Je suis amoureuse de ton corps
SALOME
Iokanaan !
IOKANAAN
Qui parle ?
SALOME
Iokanaan ! Je suis amoureuse de ton corps. Ton corps est blanc comme le lys d'un pré que le faucheur n'a jamais fauché. Ton corps est blanc comme les neiges qui couchent sur les montagnes, comme les neiges qui couchent sur les montagnes de Judée, et descendent dans les vallées. Les roses du jardin de la reine d'Arabie ne sont pas aussi blanches que ton corps. Ni les roses du jardin de la reine d'Arabie, ni les pieds de l'aurore qui trépignent sur les feuilles, ni le sein de la lune quand elle couche sur le sein de la mer... Il n'y a rien au monde d'aussi blanc que ton corps. Laisse-moi toucher ton corps !
IOKANAAN
Arrière, fille de Babylone ! C'est par la femme que le mal est entré dans le monde. Ne me parlez pas. Je ne veux pas t'écouter. Je n'écoute que les paroles du Seigneur Dieu.
SALOME
Ton corps est hideux. Il est comme le corps d'un lépreux. Il est comme un mur de plâtre où les vipères sont passées, comme un mur de plâtre où les scorpions ont fait leur nid. Il est comme un sépulcre blanchi, et qui est plein de choses dégoûtantes. Il est horrible, il est horrible ton corps ! C'est de tes cheveux que je suis amoureuse, Iokanaan. Tes cheveux ressemblent à des grappes de raisins, à des grappes de raisins noirs qui pendent des vignes d'Edom dans le pays des Edomites. Tes cheveux sont comme les cèdres du Liban, comme les grands cèdres du Liban qui donnent de l'ombre aux lions et aux voleurs qui veulent se cacher pendant la journée. Les longues nuits noires, les nuits où la lune ne se montre pas, où les étoiles ont peur, ne sont pas aussi noires. Le silence qui demeure dans les forêts n'est pas aussi noir.

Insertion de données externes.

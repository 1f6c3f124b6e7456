//! Student-side workspace state machine.
//!
//! A [`Workspace`] owns the set of student files, the active editing
//! session and the run/submit lifecycle. Every state change the UI must
//! reflect is published on an event stream; server-confirmed mutations
//! (create, rename, delete) only apply locally once the exercise service
//! acknowledges them.
pub mod autosave;
mod event;
mod internals;
pub mod snapshot;
mod workspace;

pub use autosave::{AutosavePolicy, AutosaveSchedule};
pub use event::{
    Event, ExecutionKind, Notice, NoticeLevel, RunOutcome, RunReport, ScoreBoard, SubmitOutcome,
    SubmitReport,
};
pub use snapshot::{FileSnapshot, WorkspaceSnapshot};
pub use workspace::Workspace;
//! The student view model: a fold over the workspace event stream.
//!
//! The render loop never asks the workspace anything; it draws this
//! struct, and the bridge's event forwarder keeps it current.

use protocol::responses::TestResult;
use workspace::{
    Event, ExecutionKind, RunOutcome, RunReport, ScoreBoard, SubmitOutcome, WorkspaceSnapshot,
};

use crate::ui::status_bar::StatusState;

#[derive(Debug, Clone, PartialEq, Eq)]
pub(crate) struct FileTab {
    pub name: String,
    pub dirty: bool,
}

#[derive(Debug, Clone, Copy, PartialEq, Eq)]
pub(crate) enum OutputTab {
    Console,
    TestResults,
}

#[derive(Debug, Clone, Copy, PartialEq, Eq)]
pub(crate) enum LineStyle {
    Normal,
    Error,
    Muted,
}

#[derive(Debug, Clone)]
pub(crate) struct ConsoleLine {
    pub text: String,
    pub style: LineStyle,
}

impl ConsoleLine {
    fn normal(text: impl Into<String>) -> Self {
        Self {
            text: text.into(),
            style: LineStyle::Normal,
        }
    }

    fn error(text: impl Into<String>) -> Self {
        Self {
            text: text.into(),
            style: LineStyle::Error,
        }
    }

    fn muted(text: impl Into<String>) -> Self {
        Self {
            text: text.into(),
            style: LineStyle::Muted,
        }
    }
}

pub(crate) struct StudentViewModel {
    pub files: Vec<FileTab>,
    pub active: String,
    pub language: String,
    /// The editor buffer. Owned here; edits are reported to the
    /// workspace, which echoes dirty state back as events.
    pub editor: String,
    pub languages: Vec<protocol::types::LanguageConfig>,
    pub scores: ScoreBoard,
    pub executing: Option<ExecutionKind>,
    pub output_tab: OutputTab,
    pub console: Vec<ConsoleLine>,
    pub summary: Option<String>,
    pub tests: Vec<TestResult>,
    pub problem_statement: Option<String>,
}

impl StudentViewModel {
    pub fn from_snapshot(snapshot: &WorkspaceSnapshot) -> Self {
        Self {
            files: snapshot
                .student_files
                .iter()
                .map(|f| FileTab {
                    name: f.name.clone(),
                    dirty: false,
                })
                .collect(),
            active: snapshot.active_file.clone(),
            language: snapshot.current_language.clone(),
            editor: String::new(),
            languages: snapshot.supported_languages.clone(),
            scores: ScoreBoard {
                current: snapshot.current_score,
                best: snapshot.best_score,
                max: snapshot.max_score,
                submissions: snapshot.submission_count,
            },
            executing: None,
            output_tab: OutputTab::Console,
            console: Vec::new(),
            summary: None,
            tests: Vec::new(),
            problem_statement: snapshot.problem_statement.clone(),
        }
    }

    /// The file extension of the current language, for syntax detection.
    pub fn extension(&self) -> &str {
        self.languages
            .iter()
            .find(|l| l.key == self.language)
            .map(|l| l.extension.as_str())
            .unwrap_or("")
    }

    pub fn any_dirty(&self) -> bool {
        self.files.iter().any(|f| f.dirty)
    }

    #[tracing::instrument(skip(self, status), level = "trace")]
    pub fn apply_event(&mut self, event: Event, status: &mut StatusState) {
        match event {
            Event::ActiveFileChanged {
                name,
                language,
                content,
            } => {
                self.active = name;
                self.language = language;
                self.editor = content;
            }
            Event::FileDirtied { name } => self.set_dirty(&name, true),
            Event::FileSaved { name, .. } => self.set_dirty(&name, false),
            Event::SaveFailed { name, message } => {
                status.push_error(format!("Could not save {name}: {message}"));
            }
            Event::FileCreated { name } => {
                self.files.push(FileTab { name, dirty: false });
            }
            Event::FileRenamed { old_name, new_name } => {
                if let Some(tab) = self.files.iter_mut().find(|f| f.name == old_name) {
                    tab.name = new_name.clone();
                }
                if self.active == old_name {
                    self.active = new_name;
                }
            }
            Event::FileDeleted { name } => {
                self.files.retain(|f| f.name != name);
            }
            Event::LanguageChanged { name, language } => {
                if name == self.active {
                    self.language = language;
                }
            }
            Event::ExecutionStarted(kind) => {
                self.executing = Some(kind);
                match kind {
                    ExecutionKind::Run => {
                        self.output_tab = OutputTab::Console;
                        self.console = vec![ConsoleLine::muted("Running...")];
                    }
                    // Prior results stay visible until a graded report
                    // replaces them; a rejected submit must not wipe them.
                    ExecutionKind::Submit => self.output_tab = OutputTab::TestResults,
                }
            }
            Event::RunFinished(outcome) => {
                self.executing = None;
                self.console = match outcome {
                    RunOutcome::Completed(report) => render_run(&report),
                    RunOutcome::Rejected { message } => vec![ConsoleLine::error(message)],
                    RunOutcome::TransportFailed { message } => {
                        status.push_error(format!("Run failed: {message}"));
                        vec![ConsoleLine::error(message)]
                    }
                };
            }
            Event::SubmitFinished(outcome) => {
                self.executing = None;
                match outcome {
                    SubmitOutcome::Completed(report) => {
                        self.summary = Some(format!(
                            "{}/{} tests passed | Score: {}/{}",
                            report.passed_tests,
                            report.total_tests,
                            fmt_number(report.score),
                            fmt_number(report.max_score),
                        ));
                        self.tests = report.tests;
                    }
                    SubmitOutcome::Rejected { message } => {
                        status.push_error(format!("Submission rejected: {message}"));
                    }
                    SubmitOutcome::TransportFailed { message } => {
                        status.push_error(format!("Submission failed: {message}"));
                    }
                }
            }
            Event::ScoresChanged(scores) => self.scores = scores,
            Event::Notice(notice) => status.push_notice(notice),
        }
    }

    fn set_dirty(&mut self, name: &str, dirty: bool) {
        if let Some(tab) = self.files.iter_mut().find(|f| f.name == name) {
            tab.dirty = dirty;
        }
    }
}

fn render_run(report: &RunReport) -> Vec<ConsoleLine> {
    let mut lines = Vec::new();
    if let Some(compile_output) = &report.compile_output {
        lines.extend(compile_output.lines().map(ConsoleLine::error));
    }
    if let Some(stdout) = &report.stdout {
        lines.extend(stdout.lines().map(ConsoleLine::normal));
    }
    if let Some(stderr) = &report.stderr {
        lines.extend(stderr.lines().map(ConsoleLine::error));
    }
    if lines.is_empty() {
        lines.push(ConsoleLine::muted("(no output)"));
    }

    let mut footer = report.status.clone().unwrap_or_default();
    if let Some(time) = &report.time {
        footer.push_str(&format!(" | {time}s"));
    }
    if let Some(memory) = report.memory {
        footer.push_str(&format!(" | {memory} KB"));
    }
    if !footer.is_empty() {
        lines.push(ConsoleLine::muted(footer));
    }
    lines
}

/// Render a score without a trailing `.0` ("7.5", "10").
pub(crate) fn fmt_number(value: f64) -> String {
    if value.fract() == 0.0 {
        format!("{}", value as i64)
    } else {
        format!("{value}")
    }
}

#[cfg(test)]
mod tests {
    use workspace::{Notice, NoticeLevel, SubmitReport};

    use super::*;

    fn model() -> StudentViewModel {
        let raw = r##"{
            "handler_base": "http://localhost:8000/handler",
            "student_files": [
                {"name": "main.py", "content": "print(1)", "language": "python"},
                {"name": "util.py", "content": "", "language": "python"}
            ],
            "supported_languages": [
                {"key": "python", "name": "Python 3", "id": 71,
                 "extension": "py", "template": "# start here"}
            ],
            "current_language": "python",
            "active_file": "main.py",
            "max_score": 10.0
        }"##;
        let snapshot: WorkspaceSnapshot = serde_json::from_str(raw).unwrap();
        StudentViewModel::from_snapshot(&snapshot)
    }

    #[test]
    fn graded_submission_renders_a_summary_line() {
        let mut model = model();
        let mut status = StatusState::default();

        model.apply_event(
            Event::ExecutionStarted(ExecutionKind::Submit),
            &mut status,
        );
        assert_eq!(model.executing, Some(ExecutionKind::Submit));
        assert_eq!(model.output_tab, OutputTab::TestResults);

        model.apply_event(
            Event::SubmitFinished(SubmitOutcome::Completed(SubmitReport {
                score: 7.5,
                max_score: 10.0,
                passed_tests: 3,
                total_tests: 4,
                tests: Vec::new(),
            })),
            &mut status,
        );
        assert_eq!(model.executing, None);
        assert_eq!(
            model.summary.as_deref(),
            Some("3/4 tests passed | Score: 7.5/10")
        );
    }

    #[test]
    fn failed_submit_keeps_the_previous_results() {
        let mut model = model();
        let mut status = StatusState::default();

        model.apply_event(
            Event::SubmitFinished(SubmitOutcome::Completed(SubmitReport {
                score: 10.0,
                max_score: 10.0,
                passed_tests: 4,
                total_tests: 4,
                tests: Vec::new(),
            })),
            &mut status,
        );
        assert!(model.summary.is_some());

        model.apply_event(
            Event::ExecutionStarted(ExecutionKind::Submit),
            &mut status,
        );
        model.apply_event(
            Event::SubmitFinished(SubmitOutcome::TransportFailed {
                message: "connection refused".to_owned(),
            }),
            &mut status,
        );
        assert_eq!(model.executing, None);
        assert_eq!(
            model.summary.as_deref(),
            Some("4/4 tests passed | Score: 10/10")
        );
    }

    #[test]
    fn rejected_run_shows_the_message_verbatim() {
        let mut model = model();
        let mut status = StatusState::default();

        model.apply_event(Event::ExecutionStarted(ExecutionKind::Run), &mut status);
        model.apply_event(
            Event::RunFinished(RunOutcome::Rejected {
                message: "Compilation error".to_owned(),
            }),
            &mut status,
        );
        assert_eq!(model.console.len(), 1);
        assert_eq!(model.console[0].text, "Compilation error");
        assert_eq!(model.console[0].style, LineStyle::Error);
    }

    #[test]
    fn dirty_markers_follow_save_events() {
        let mut model = model();
        let mut status = StatusState::default();

        model.apply_event(
            Event::FileDirtied {
                name: "main.py".to_owned(),
            },
            &mut status,
        );
        assert!(model.any_dirty());

        model.apply_event(
            Event::FileSaved {
                name: "main.py".to_owned(),
                modified: "2026-01-01T00:00:00Z".to_owned(),
            },
            &mut status,
        );
        assert!(!model.any_dirty());
    }

    #[test]
    fn rename_and_delete_update_the_tab_strip() {
        let mut model = model();
        let mut status = StatusState::default();

        model.apply_event(
            Event::FileRenamed {
                old_name: "main.py".to_owned(),
                new_name: "solution.py".to_owned(),
            },
            &mut status,
        );
        assert_eq!(model.active, "solution.py");
        assert_eq!(model.files[0].name, "solution.py");

        model.apply_event(
            Event::FileDeleted {
                name: "util.py".to_owned(),
            },
            &mut status,
        );
        assert_eq!(model.files.len(), 1);
    }

    #[test]
    fn run_report_lines_keep_their_stream_styles() {
        let report = RunReport {
            stdout: Some("8\n".to_owned()),
            stderr: Some("warning: deprecated\n".to_owned()),
            compile_output: None,
            status: Some("Accepted".to_owned()),
            time: Some("0.013".to_owned()),
            memory: Some(3200),
        };
        let lines = render_run(&report);
        assert_eq!(lines[0].text, "8");
        assert_eq!(lines[0].style, LineStyle::Normal);
        assert_eq!(lines[1].style, LineStyle::Error);
        assert_eq!(lines.last().unwrap().text, "Accepted | 0.013s | 3200 KB");
    }

    #[test]
    fn notices_land_in_the_status_bar() {
        let mut model = model();
        let mut status = StatusState::default();

        model.apply_event(
            Event::Notice(Notice {
                level: NoticeLevel::Error,
                message: "A file with this name already exists".to_owned(),
            }),
            &mut status,
        );
        assert_eq!(status.notifications.len(), 1);
        assert_eq!(
            status.notifications[0].message,
            "A file with this name already exists"
        );
    }

    #[test]
    fn numbers_drop_trailing_zero_fractions() {
        assert_eq!(fmt_number(10.0), "10");
        assert_eq!(fmt_number(7.5), "7.5");
        assert_eq!(fmt_number(0.0), "0");
    }
}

Il n'y a rien au monde d'aussi noir que tes cheveux... Laisse-moi toucher tes cheveux.
IOKANAAN
Arrière, fille de Sodome ! Ne me touchez pas. Il ne faut pas profaner le temple du Seigneur Dieu.
SALOME
Tes cheveux sont horribles. Ils sont couverts de boue et de poussière. On dirait une couronne d'épines qu'on a placée sur ton front. On dirait un nœud de serpents noirs qui se tortillent autour de ton cou. Je n'aime pas tes cheveux... C'est de ta bouche que je suis amoureuse, Iokanaan. Ta bouche est comme une bande d'écarlate sur une tour d'ivoire. Elle est comme une pomme de grenade coupée par un couteau d'ivoire. Les fleurs de grenade qui fleurissent dans les jardins de Tyr et sont plus rouges que les roses, ne sont pas aussi rouges. Les cris rouges des trompettes qui annoncent l'arrivée des rois, et font peur à l'ennemi ne sont pas aussi rouges. Ta bouche est plus rouge que les pieds de ceux qui foulent le vin dans les pressoirs. Elle est plus rouge que les pieds des colombes qui demeurent dans les temples et sont nourries par les prêtres. Elle est plus rouge que les pieds de celui qui revient d'une forêt où il a tué un lion et vu des tigres dorés. Ta bouche est comme une branche de corail que des pêcheurs ont trouvée dans le crépuscule de la mer et qu'ils réservent pour les rois ! Elle est comme le vermillon que les Moabites trouvent dans les mines de Moab et que les rois leur prennent. Elle est comme l'arc du roi des Perses qui est peint avec du vermillon et qui a des cornes de corail. Il n'y a rien au monde d'aussi rouge que ta bouche... Laisse-moi baiser ta bouche.
IOKANAAN
Jamais ! Fille de Babylone ! Fille de Sodome ! Jamais.
SALOME
Je baiserai ta bouche, Iokanaan. Je baiserai ta bouche.